All of this changed when my Nana, who I had been extremely close with, was diagnosed with terminal cancer. A few weeks after her diagnosis, I had a sudden breakdown when it really hit me that she was going to die. I thought, “What is the meaning of life?” I didn’t really have an answer, and because of this, I thought that maybe I thought life had no meaning. I further extrapolated this to a fear that I was suicidal. I cried for a while and my boyfriend helped calm me down. I worried about this occasionally for the next few weeks, but it didn’t really hit until I went to my Nana’s funeral. At this point, I decided to confide in my mom about my fears and she explained that while it was just me being anxious and dealing with my first significant loss, I should bring it up with my therapist. The next day when I went to therapy, my therapist said, “You used to deal with OCD, right? This sounds a lot like OCD.” A lesser-known (even to me) symptom of OCD is intrusive thoughts: thoughts that evoke anxiety and cause a person to engage in compulsions in order to relieve their anxiety. While I briefly felt better knowing that this was OCD and not suicidality, the feeling didn’t last long. I constantly wanted reassurance from others that I was okay and wasn’t going to hurt myself. I monitored my thoughts and repeated mantras in my head. I hid all of my pills in fear that I would suddenly want to use them to overdose. I was afraid to drive in case I suddenly drove off a cliff. I stayed off of Facebook and Twitter in fear that I would see something mentioning death and become triggered. For a while, I cried and had panic attacks every day. While I had the support of my mom, therapist, boyfriend, and a few close friends, this was something that was terrifying to me and took months to calm down about. The worst time for me was late October 2016 until about March 2017.
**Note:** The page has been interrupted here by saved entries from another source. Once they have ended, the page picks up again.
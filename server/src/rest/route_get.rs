// III-IV
// Copyright 2023 Julio Merino
//
// Licensed under the Apache License, Version 2.0 (the "License"); you may not
// use this file except in compliance with the License.  You may obtain a copy
// of the License at:
//
//     http://www.apache.org/licenses/LICENSE-2.0
//
// Unless required by applicable law or agreed to in writing, software
// distributed under the License is distributed on an "AS IS" BASIS, WITHOUT
// WARRANTIES OR CONDITIONS OF ANY KIND, either express or implied.  See the
// License for the specific language governing permissions and limitations
// under the License.

//! API to get the details of a route.

use crate::driver::Driver;
use crate::model::RouteId;
use crate::rest::httputils::require_whoami;
use axum::Json;
use axum::extract::{Path, State};
use axum::http::HeaderMap;
use axum::response::IntoResponse;
use rideshare_core::rest::{EmptyBody, RestError};

/// API handler.
pub(crate) async fn handler(
    State(driver): State<Driver>,
    Path(id): Path<RouteId>,
    headers: HeaderMap,
    _: EmptyBody,
) -> Result<impl IntoResponse, RestError> {
    require_whoami(&driver, &headers).await?;
    let route = driver.get_route(id).await?;
    Ok(Json(route))
}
I felt isolated because mental health is so stigmatized. I continued to take a full load of classes, work part time, and do an internship. I didn’t tell my professors, bosses, or even my family other than my mom. I didn’t want to post about it on social media in fear that people would think I was crazy, and also because going public with it made it seem so real, like it was something that was actually happening to me, and that I could never take back. I didn’t post on social media as much as I usually would have, but in my posts, I left no indication of how much I was struggling. If I were to post about it now, I would probably make a long post similar to this story explaining everything. I think that telling everyone I know about this would be both terrifying and liberating at the same time. Terrifying because I would be putting myself out there to those who may be judgemental, and because I know it would break the hearts of so many who love me to know how much I struggled. But, at the same time, liberating to know that OCD is something from my past, and maybe even my future, that I do not have to be afraid to share. If anything, I would post to try to bring awareness to OCD, help other people who may be struggling, and get rid of the stigma surrounding mental health.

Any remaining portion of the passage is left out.